■ **TASK INSTRUCTIONS**:
Return each line exactly as written. Begin with the first line of the entries and end with the line that has "within one tick.".

■ **RECORDS FOR PROCESSING**:
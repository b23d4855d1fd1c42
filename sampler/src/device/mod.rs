//! Device handle abstraction
//!
//! A [`DeviceHandle`] is the sampler's only view of the monitoring library:
//! one session bound to one physical device, read once per tick.

pub mod fake;
#[cfg(feature = "nvml")]
pub mod nvml;

pub use fake::FakeDevice;
#[cfg(feature = "nvml")]
pub use nvml::{list_devices, NvmlDevice};

use crate::error::DeviceError;
use smitrace_shared::DeviceMetrics;

/// Session with one accelerator
pub trait DeviceHandle: Send + 'static {
    /// Zero-based device index this handle was opened for
    fn index(&self) -> u32;

    /// Device name, informational only
    fn name(&self) -> &str;

    /// Read every tracked metric.
    ///
    /// Reads are issued one after another; there is no atomic snapshot, so
    /// values may come from slightly different instants within one tick.
    fn read_all(&mut self) -> Result<DeviceMetrics, DeviceError>;

    /// Release the session. Calling it again is a no-op.
    fn close(&mut self) -> Result<(), DeviceError>;
}

impl<D: DeviceHandle + ?Sized> DeviceHandle for Box<D> {
    fn index(&self) -> u32 {
        (**self).index()
    }

    fn name(&self) -> &str {
        (**self).name()
    }

    fn read_all(&mut self) -> Result<DeviceMetrics, DeviceError> {
        (**self).read_all()
    }

    fn close(&mut self) -> Result<(), DeviceError> {
        (**self).close()
    }
}
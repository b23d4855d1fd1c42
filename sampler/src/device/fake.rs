//! Deterministic in-process device
//!
//! Produces metrics derived from the read counter, with scriptable read
//! failures and stalls. Used by tests and by `smitrace record --fake`.

use crate::device::DeviceHandle;
use crate::error::{DeviceError, Metric};
use smitrace_shared::DeviceMetrics;
use std::collections::{BTreeMap, BTreeSet};
use std::sync::atomic::{AtomicUsize, Ordering};
use std::sync::Arc;
use std::time::Duration;

/// Scripted device handle
#[derive(Debug)]
pub struct FakeDevice {
    index: u32,
    name: String,
    reads: u64,
    fail_on: BTreeSet<u64>,
    stall_on: BTreeMap<u64, Duration>,
    fail_close: bool,
    closed: bool,
    closes: Arc<AtomicUsize>,
}

impl FakeDevice {
    pub fn new(index: u32) -> Self {
        Self {
            index,
            name: format!("Fake GPU {}", index),
            reads: 0,
            fail_on: BTreeSet::new(),
            stall_on: BTreeMap::new(),
            fail_close: false,
            closed: false,
            closes: Arc::new(AtomicUsize::new(0)),
        }
    }

    /// Fail the given reads (1-based read numbers)
    pub fn fail_on_reads(mut self, reads: impl IntoIterator<Item = u64>) -> Self {
        self.fail_on.extend(reads);
        self
    }

    /// Block for `stall` before answering read number `read`
    pub fn stall_on_read(mut self, read: u64, stall: Duration) -> Self {
        self.stall_on.insert(read, stall);
        self
    }

    /// Make `close` report a shutdown error
    pub fn fail_on_close(mut self) -> Self {
        self.fail_close = true;
        self
    }

    /// Counter of `close` calls that actually released the session
    pub fn close_counter(&self) -> Arc<AtomicUsize> {
        self.closes.clone()
    }

    /// Number of reads attempted so far
    pub fn reads(&self) -> u64 {
        self.reads
    }

    /// Metrics reported for read number `read`.
    ///
    /// `power_usage_mw` is `100_000 + read`, so every read is distinguishable.
    pub fn metrics_for(read: u64) -> DeviceMetrics {
        let r = read as u32;
        DeviceMetrics {
            temperature_c: 40 + r % 45,
            power_usage_mw: 100_000u32.wrapping_add(r),
            power_limit_mw: 250_000,
            utilization_gpu: r % 101,
            utilization_memory: r.wrapping_mul(3) % 101,
            memory_used_bytes: 1_000_000_000 + read * 1_000,
            memory_free_bytes: 15_000_000_000u64.saturating_sub(read * 1_000),
            throttle_reasons: if read % 2 == 0 { 0 } else { 0x4 },
            clock_sm_mhz: 1_000 + r % 1_000,
            clock_graphics_app_mhz: 1_590,
            clock_memory_mhz: 6_800,
            clock_memory_max_mhz: 7_001,
            performance_state: if r % 101 > 50 { 0 } else { 2 },
        }
    }
}

impl DeviceHandle for FakeDevice {
    fn index(&self) -> u32 {
        self.index
    }

    fn name(&self) -> &str {
        &self.name
    }

    fn read_all(&mut self) -> Result<DeviceMetrics, DeviceError> {
        if self.closed {
            return Err(DeviceError::Closed);
        }

        self.reads += 1;
        let read = self.reads;

        if let Some(stall) = self.stall_on.get(&read) {
            std::thread::sleep(*stall);
        }

        if self.fail_on.contains(&read) {
            // Rotate through metrics so failures name different reads
            let metric = Metric::ALL[(read as usize) % Metric::ALL.len()];
            return Err(DeviceError::read(metric, format!("injected failure on read {}", read)));
        }

        Ok(Self::metrics_for(read))
    }

    fn close(&mut self) -> Result<(), DeviceError> {
        if self.closed {
            return Ok(());
        }
        self.closed = true;
        self.closes.fetch_add(1, Ordering::SeqCst);

        if self.fail_close {
            return Err(DeviceError::Shutdown("injected shutdown failure".to_string()));
        }
        Ok(())
    }
}

#[cfg(test)]
mod tests {
    use super::*;

    #[test]
    fn test_reads_are_deterministic() {
        let mut device = FakeDevice::new(0);
        assert_eq!(device.read_all().unwrap(), FakeDevice::metrics_for(1));
        assert_eq!(device.read_all().unwrap(), FakeDevice::metrics_for(2));
        assert_eq!(device.reads(), 2);
    }

    #[test]
    fn test_injected_failure() {
        let mut device = FakeDevice::new(0).fail_on_reads([2]);
        assert!(device.read_all().is_ok());
        assert!(matches!(device.read_all(), Err(DeviceError::Read { .. })));
        assert_eq!(device.read_all().unwrap(), FakeDevice::metrics_for(3));
    }

    #[test]
    fn test_close_is_idempotent() {
        let mut device = FakeDevice::new(1);
        let closes = device.close_counter();

        device.close().unwrap();
        device.close().unwrap();

        assert_eq!(closes.load(Ordering::SeqCst), 1);
        assert!(matches!(device.read_all(), Err(DeviceError::Closed)));
    }

    #[test]
    fn test_failing_close_reports_once() {
        let mut device = FakeDevice::new(0).fail_on_close();
        assert!(matches!(device.close(), Err(DeviceError::Shutdown(_))));
        assert!(device.close().is_ok());
    }
}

■ **TASK SOLUTION**:
repository b23d4855d1fd1c42
filename sampler/src/device/mod.rs
//! Device handle abstraction
//!
//! A [`DeviceHandle`] is the sampler's only view of the monitoring library:
//! one session bound to one physical device, read once per tick.

pub mod fake;
#[cfg(feature = "nvml")]
pub mod nvml;

pub use fake::FakeDevice;
#[cfg(feature = "nvml")]
pub use nvml::{list_devices, NvmlDevice};

use crate::error::DeviceError;
use smitrace_shared::DeviceMetrics;

/// Session with one accelerator
pub trait DeviceHandle: Send + 'static {
    /// Zero-based device index this handle was opened for
    fn index(&self) -> u32;

    /// Device name, informational only
    fn name(&self) -> &str;

    /// Read every tracked metric.
    ///
    /// Reads are issued one after another; there is no atomic snapshot, so
    /// values may come from slightly different instants within one tick.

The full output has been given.